Adresse à la Nation du 4 janvier 2026 : Mamadi Doumbouya à l’épreuve du rassemblement
Dans une intervention brève mais politiquement significative, le président Mamadi Doumbouya a livré, le 4 janvier 2026, un message d’apaisement et de clarification. Au-delà du scrutin, il a voulu parler à tous les Guinéens, qu’ils aient voté pour lui ou non, en posant les jalons d’une gouvernance placée sous le signe de la responsabilité et de l’éthique démocratique.
Un message court, un contenu rassurant
L’adresse à la Nation du 4 janvier n’a pas brillé par sa longueur, mais par sa portée. Dans un contexte post-électoral toujours sensible, le chef de l’État a choisi la sobriété du ton et la précision du propos. L’essentiel était ailleurs : rassurer, calmer, rassembler.
Le message est limpide : la compétition électorale est terminée, l’heure est désormais à la nation.
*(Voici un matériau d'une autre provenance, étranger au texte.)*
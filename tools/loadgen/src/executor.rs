//! Resilient action executor
//!
//! Runs the retry state machine against a `Transport`. Attempts are strictly
//! sequential and backoff waits go through an injected `Sleeper`, so the
//! whole loop is deterministic under test.

use crate::config::RetryPolicy;
use crate::retry::{transition, RetryState};
use crate::transport::{ActionRequest, Transport};
use async_trait::async_trait;
use std::sync::Arc;
use std::time::Duration;
use tracing::{debug, warn};
use types::outcome::ActionOutcome;

/// Waits between attempts
#[async_trait]
pub trait Sleeper: Send + Sync {
    async fn sleep(&self, duration: Duration);
}

/// Real wall-clock sleeper
#[derive(Debug, Clone, Copy, Default)]
pub struct TokioSleeper;

#[async_trait]
impl Sleeper for TokioSleeper {
    async fn sleep(&self, duration: Duration) {
        tokio::time::sleep(duration).await;
    }
}

/// Issues one action with bounded retry and reduces it to an `ActionOutcome`
#[derive(Clone)]
pub struct ActionExecutor {
    transport: Arc<dyn Transport>,
    sleeper: Arc<dyn Sleeper>,
}

impl ActionExecutor {
    pub fn new(transport: Arc<dyn Transport>) -> Self {
        Self::with_sleeper(transport, Arc::new(TokioSleeper))
    }

    pub fn with_sleeper(transport: Arc<dyn Transport>, sleeper: Arc<dyn Sleeper>) -> Self {
        Self { transport, sleeper }
    }

    /// Execute `request` under `policy`. Never fails: every error is folded
    /// into the returned outcome.
    pub async fn execute(&self, request: &ActionRequest, policy: &RetryPolicy) -> ActionOutcome {
        let mut state = RetryState::initial();

        loop {
            state = match state {
                RetryState::Attempting { attempt } => {
                    let result = self.transport.send(request).await;
                    if let Err(err) = &result {
                        debug!(url = %request.url, attempt, error = %err, "transport failure");
                    }
                    transition(result.into(), attempt, policy)
                }
                RetryState::Backoff { attempt, delay } => {
                    warn!(
                        url = %request.url,
                        attempt,
                        delay_ms = delay.as_millis() as u64,
                        "transient failure, backing off"
                    );
                    self.sleeper.sleep(delay).await;
                    RetryState::Attempting { attempt: attempt + 1 }
                }
                RetryState::Succeeded(outcome)
                | RetryState::PermanentlyFailed(outcome)
                | RetryState::RetriesExhausted(outcome) => return outcome,
            };
        }
    }
}

#[cfg(test)]
mod tests {
    use super::*;
    use crate::testing::{RecordingSleeper, ScriptedTransport};
    use crate::transport::{RawResponse, TransportError};
    use reqwest::Method;

    fn request() -> ActionRequest {
        ActionRequest::new(Method::POST, "http://test/api/v1/cash-wallet", Duration::from_secs(5))
            .bearer("tok")
    }

    fn ok(status: u16) -> Result<RawResponse, TransportError> {
        Ok(RawResponse { status, body: String::new() })
    }

    fn executor(transport: &Arc<ScriptedTransport>, sleeper: &Arc<RecordingSleeper>) -> ActionExecutor {
        ActionExecutor::with_sleeper(transport.clone(), sleeper.clone())
    }

    #[tokio::test]
    async fn test_2xx_first_attempt_no_sleep() {
        let transport = Arc::new(ScriptedTransport::new(vec![ok(201)]));
        let sleeper = Arc::new(RecordingSleeper::default());

        let outcome = executor(&transport, &sleeper).execute(&request(), &RetryPolicy::default()).await;

        assert!(outcome.succeeded);
        assert_eq!(outcome.status_code, 201);
        assert_eq!(transport.call_count(), 1);
        assert!(sleeper.sleeps().is_empty());
    }

    #[tokio::test]
    async fn test_409_on_create_is_already_exists() {
        let transport = Arc::new(ScriptedTransport::new(vec![ok(409)]));
        let sleeper = Arc::new(RecordingSleeper::default());
        let policy = RetryPolicy::default().idempotent_create();

        let outcome = executor(&transport, &sleeper).execute(&request(), &policy).await;

        assert!(outcome.succeeded);
        assert_eq!(outcome.note.as_deref(), Some("ALREADY_EXISTS"));
        assert_eq!(transport.call_count(), 1);
    }

    #[tokio::test]
    async fn test_client_errors_not_retried() {
        for status in [400u16, 401, 404, 422] {
            let transport = Arc::new(ScriptedTransport::new(vec![
                Ok(RawResponse { status, body: "denied".into() }),
                ok(200),
            ]));
            let sleeper = Arc::new(RecordingSleeper::default());

            let outcome = executor(&transport, &sleeper).execute(&request(), &RetryPolicy::default()).await;

            assert!(!outcome.succeeded, "status {}", status);
            assert_eq!(outcome.note.as_deref(), Some("denied"));
            assert_eq!(transport.call_count(), 1, "status {}", status);
            assert!(sleeper.sleeps().is_empty());
        }
    }

    #[tokio::test]
    async fn test_500_with_two_retries_makes_three_attempts() {
        let transport = Arc::new(ScriptedTransport::new(vec![ok(500), ok(500), ok(500)]));
        let sleeper = Arc::new(RecordingSleeper::default());

        let outcome = executor(&transport, &sleeper).execute(&request(), &RetryPolicy::new(2)).await;

        assert!(!outcome.succeeded);
        assert_eq!(outcome.status_code, 500);
        assert_eq!(outcome.attempts, 3);
        assert_eq!(transport.call_count(), 3);
        assert_eq!(
            sleeper.sleeps(),
            vec![Duration::from_millis(500), Duration::from_millis(1000)]
        );
    }

    #[tokio::test]
    async fn test_recovers_after_server_error() {
        let transport = Arc::new(ScriptedTransport::new(vec![ok(503), ok(200)]));
        let sleeper = Arc::new(RecordingSleeper::default());

        let outcome = executor(&transport, &sleeper).execute(&request(), &RetryPolicy::default()).await;

        assert!(outcome.succeeded);
        assert_eq!(outcome.attempts, 2);
        assert_eq!(sleeper.sleeps(), vec![Duration::from_millis(500)]);
    }

    #[tokio::test]
    async fn test_network_errors_exhaust_budget() {
        let transport = Arc::new(ScriptedTransport::new(vec![
            Err(TransportError::Timeout),
            Err(TransportError::Timeout),
            Err(TransportError::Timeout),
        ]));
        let sleeper = Arc::new(RecordingSleeper::default());

        let outcome = executor(&transport, &sleeper).execute(&request(), &RetryPolicy::default()).await;

        assert_eq!(outcome.status_code, -1);
        assert_eq!(outcome.note.as_deref(), Some("NETWORK_ERROR:Timeout"));
        assert_eq!(transport.call_count(), 3);
        assert_eq!(sleeper.sleeps().len(), 2);
    }

    #[tokio::test]
    async fn test_request_forwarded_unchanged() {
        let transport = Arc::new(ScriptedTransport::new(vec![ok(200)]));
        let sleeper = Arc::new(RecordingSleeper::default());

        executor(&transport, &sleeper).execute(&request(), &RetryPolicy::default()).await;

        assert_eq!(transport.requests(), vec![request()]);
    }
}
Le silence du 31 décembre expliqué
L’un des passages les plus attendus du discours concerne l’absence de message présidentiel le 31 décembre, une première depuis le 5 septembre 2021. Mamadi Doumbouya a tenu à dissiper les zones d’ombre.
Selon lui, ce silence relevait d’un choix volontaire dicté par l’éthique démocratique. Engagé dans un processus électoral où il cumulait les statuts de chef de l’État et de candidat, il estimait qu’il n’était ni approprié ni équitable de s’adresser à ses compatriotes à cette date symbolique.
À cela s’ajoute un autre motif institutionnel majeur : le respect de l’attente de la proclamation des résultats définitifs par la Cour suprême, seule autorité compétente pour valider officiellement l’issue du scrutin. Le président a ainsi voulu éviter toute parole pouvant être interprétée comme une anticipation ou une pression sur le processus juridictionnel.
Du candidat au Président de tous
L’adresse du 4 janvier marque une transition politique assumée : celle du candidat vers le Président de tous les Guinéens. Mamadi Doumbouya s’est gardé de tout triomphalisme, rappelant que la légitimité issue des urnes n’est pas un droit à l’exclusion, mais une obligation à l’inclusion.
Le message est clair : la République ne se divise pas entre vainqueurs et vaincus, mais se construit avec tous ses citoyens.